(Stored dataset items)
*-*-*

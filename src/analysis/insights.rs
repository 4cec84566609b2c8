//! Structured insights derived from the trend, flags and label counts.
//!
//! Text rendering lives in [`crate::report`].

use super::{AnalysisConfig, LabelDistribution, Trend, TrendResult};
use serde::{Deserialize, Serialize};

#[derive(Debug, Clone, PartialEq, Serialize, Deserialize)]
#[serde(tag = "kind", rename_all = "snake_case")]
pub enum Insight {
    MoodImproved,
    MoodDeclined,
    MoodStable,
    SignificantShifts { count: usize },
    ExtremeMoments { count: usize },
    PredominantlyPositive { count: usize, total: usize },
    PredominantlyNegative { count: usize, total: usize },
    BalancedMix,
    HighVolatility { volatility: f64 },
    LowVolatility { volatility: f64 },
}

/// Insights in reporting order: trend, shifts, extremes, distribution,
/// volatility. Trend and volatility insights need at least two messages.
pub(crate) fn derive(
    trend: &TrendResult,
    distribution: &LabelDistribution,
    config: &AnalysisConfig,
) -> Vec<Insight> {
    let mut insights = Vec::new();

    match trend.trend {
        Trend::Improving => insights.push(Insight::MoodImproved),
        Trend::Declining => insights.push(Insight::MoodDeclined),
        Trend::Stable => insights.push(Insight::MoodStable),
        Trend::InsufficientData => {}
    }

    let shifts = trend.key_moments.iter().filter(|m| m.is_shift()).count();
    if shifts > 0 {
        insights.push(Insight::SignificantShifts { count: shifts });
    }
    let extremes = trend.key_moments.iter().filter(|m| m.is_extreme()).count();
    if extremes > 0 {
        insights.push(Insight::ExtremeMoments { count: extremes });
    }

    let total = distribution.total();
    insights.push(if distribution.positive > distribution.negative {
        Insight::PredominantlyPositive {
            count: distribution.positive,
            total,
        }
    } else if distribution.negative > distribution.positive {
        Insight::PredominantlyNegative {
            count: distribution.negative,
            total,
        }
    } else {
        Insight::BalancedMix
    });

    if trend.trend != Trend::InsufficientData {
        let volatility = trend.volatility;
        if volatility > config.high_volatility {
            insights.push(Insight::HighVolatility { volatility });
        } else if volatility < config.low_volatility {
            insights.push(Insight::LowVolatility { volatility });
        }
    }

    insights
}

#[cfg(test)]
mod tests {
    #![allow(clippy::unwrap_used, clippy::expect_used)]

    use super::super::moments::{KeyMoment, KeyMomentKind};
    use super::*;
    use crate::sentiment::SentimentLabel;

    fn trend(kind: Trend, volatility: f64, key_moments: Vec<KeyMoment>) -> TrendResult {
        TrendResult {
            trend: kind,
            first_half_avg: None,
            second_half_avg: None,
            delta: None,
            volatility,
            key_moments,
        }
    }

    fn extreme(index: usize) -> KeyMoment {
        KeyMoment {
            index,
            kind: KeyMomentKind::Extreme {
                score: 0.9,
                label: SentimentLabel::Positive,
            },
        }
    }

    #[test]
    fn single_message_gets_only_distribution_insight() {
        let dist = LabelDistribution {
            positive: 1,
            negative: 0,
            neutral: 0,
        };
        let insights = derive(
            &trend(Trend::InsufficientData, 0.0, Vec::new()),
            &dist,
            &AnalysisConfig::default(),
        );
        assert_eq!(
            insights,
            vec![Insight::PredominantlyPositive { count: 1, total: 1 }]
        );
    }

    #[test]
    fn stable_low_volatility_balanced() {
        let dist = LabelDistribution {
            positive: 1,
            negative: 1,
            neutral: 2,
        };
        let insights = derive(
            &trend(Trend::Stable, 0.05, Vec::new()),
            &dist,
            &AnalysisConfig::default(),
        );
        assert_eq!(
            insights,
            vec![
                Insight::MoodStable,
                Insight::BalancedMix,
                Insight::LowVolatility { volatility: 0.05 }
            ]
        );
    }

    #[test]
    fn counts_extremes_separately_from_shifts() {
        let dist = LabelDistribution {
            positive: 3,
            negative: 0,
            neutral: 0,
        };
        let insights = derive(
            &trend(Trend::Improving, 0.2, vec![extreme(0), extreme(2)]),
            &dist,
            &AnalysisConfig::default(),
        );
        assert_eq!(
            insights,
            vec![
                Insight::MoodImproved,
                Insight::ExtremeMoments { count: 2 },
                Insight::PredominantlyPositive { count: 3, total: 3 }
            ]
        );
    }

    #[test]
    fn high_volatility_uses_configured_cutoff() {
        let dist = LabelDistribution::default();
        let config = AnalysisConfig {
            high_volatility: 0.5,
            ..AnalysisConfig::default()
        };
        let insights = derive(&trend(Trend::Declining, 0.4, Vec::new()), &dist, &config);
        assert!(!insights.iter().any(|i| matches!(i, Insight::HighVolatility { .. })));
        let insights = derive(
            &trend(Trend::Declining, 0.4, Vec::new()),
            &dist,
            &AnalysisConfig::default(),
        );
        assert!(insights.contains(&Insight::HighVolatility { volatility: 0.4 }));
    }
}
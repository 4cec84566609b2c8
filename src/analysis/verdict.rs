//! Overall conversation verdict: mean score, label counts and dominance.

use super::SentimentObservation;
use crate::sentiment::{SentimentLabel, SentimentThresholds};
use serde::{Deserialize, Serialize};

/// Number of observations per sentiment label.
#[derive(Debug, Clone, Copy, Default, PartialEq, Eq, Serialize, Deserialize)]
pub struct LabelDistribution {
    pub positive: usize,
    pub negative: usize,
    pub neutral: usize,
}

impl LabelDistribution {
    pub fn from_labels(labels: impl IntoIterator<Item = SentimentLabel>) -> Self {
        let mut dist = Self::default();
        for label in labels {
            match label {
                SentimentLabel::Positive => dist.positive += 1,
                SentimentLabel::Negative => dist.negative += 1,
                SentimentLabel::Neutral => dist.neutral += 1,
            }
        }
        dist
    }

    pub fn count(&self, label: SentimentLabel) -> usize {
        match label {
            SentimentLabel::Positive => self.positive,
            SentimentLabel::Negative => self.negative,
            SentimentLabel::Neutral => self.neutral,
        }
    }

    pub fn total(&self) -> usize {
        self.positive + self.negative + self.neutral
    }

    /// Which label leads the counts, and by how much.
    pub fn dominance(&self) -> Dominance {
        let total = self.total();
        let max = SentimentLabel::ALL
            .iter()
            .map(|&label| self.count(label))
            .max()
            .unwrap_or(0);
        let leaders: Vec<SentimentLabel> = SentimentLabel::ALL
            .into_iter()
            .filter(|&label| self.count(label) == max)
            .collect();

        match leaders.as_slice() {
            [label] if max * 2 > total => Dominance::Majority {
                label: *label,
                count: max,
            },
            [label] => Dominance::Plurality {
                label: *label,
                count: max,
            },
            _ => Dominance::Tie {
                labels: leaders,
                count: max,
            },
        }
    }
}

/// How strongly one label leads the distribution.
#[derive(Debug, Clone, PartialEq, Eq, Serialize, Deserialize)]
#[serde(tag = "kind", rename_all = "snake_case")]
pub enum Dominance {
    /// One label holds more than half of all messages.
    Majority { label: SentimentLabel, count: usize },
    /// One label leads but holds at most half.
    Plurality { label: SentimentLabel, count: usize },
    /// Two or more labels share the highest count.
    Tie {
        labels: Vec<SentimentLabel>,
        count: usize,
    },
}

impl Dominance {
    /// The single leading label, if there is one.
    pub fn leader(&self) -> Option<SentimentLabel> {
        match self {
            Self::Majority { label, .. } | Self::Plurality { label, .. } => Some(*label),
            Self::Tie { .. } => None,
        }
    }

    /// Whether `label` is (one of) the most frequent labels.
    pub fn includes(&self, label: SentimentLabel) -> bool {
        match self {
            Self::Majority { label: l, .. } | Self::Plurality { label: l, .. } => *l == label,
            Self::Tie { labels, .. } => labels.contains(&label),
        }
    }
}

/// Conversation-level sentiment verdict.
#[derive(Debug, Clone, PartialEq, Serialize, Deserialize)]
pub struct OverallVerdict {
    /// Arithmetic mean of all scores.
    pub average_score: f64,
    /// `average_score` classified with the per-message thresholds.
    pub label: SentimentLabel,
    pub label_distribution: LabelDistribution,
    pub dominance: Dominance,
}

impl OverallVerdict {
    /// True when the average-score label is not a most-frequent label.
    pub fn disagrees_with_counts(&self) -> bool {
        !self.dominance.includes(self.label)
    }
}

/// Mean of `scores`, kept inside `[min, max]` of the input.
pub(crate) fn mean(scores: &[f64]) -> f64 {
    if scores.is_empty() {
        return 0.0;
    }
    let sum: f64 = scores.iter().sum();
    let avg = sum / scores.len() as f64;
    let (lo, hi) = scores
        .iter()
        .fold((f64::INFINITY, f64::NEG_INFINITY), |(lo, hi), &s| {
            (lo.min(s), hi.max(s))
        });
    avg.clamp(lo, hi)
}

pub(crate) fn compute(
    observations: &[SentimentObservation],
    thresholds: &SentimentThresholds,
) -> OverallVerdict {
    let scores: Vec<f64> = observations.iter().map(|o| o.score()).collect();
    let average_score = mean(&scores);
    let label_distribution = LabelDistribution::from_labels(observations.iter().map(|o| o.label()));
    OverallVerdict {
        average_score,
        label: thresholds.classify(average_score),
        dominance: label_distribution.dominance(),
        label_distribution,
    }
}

*-*-*

→ **DESCRIPTION OF THE TASK**
Lines holding the word "filename" should be copied from the entries above.

→ **WRITTEN RESPONSE**
filename src/analysis/insights.rs
filename src/analysis/verdict.rs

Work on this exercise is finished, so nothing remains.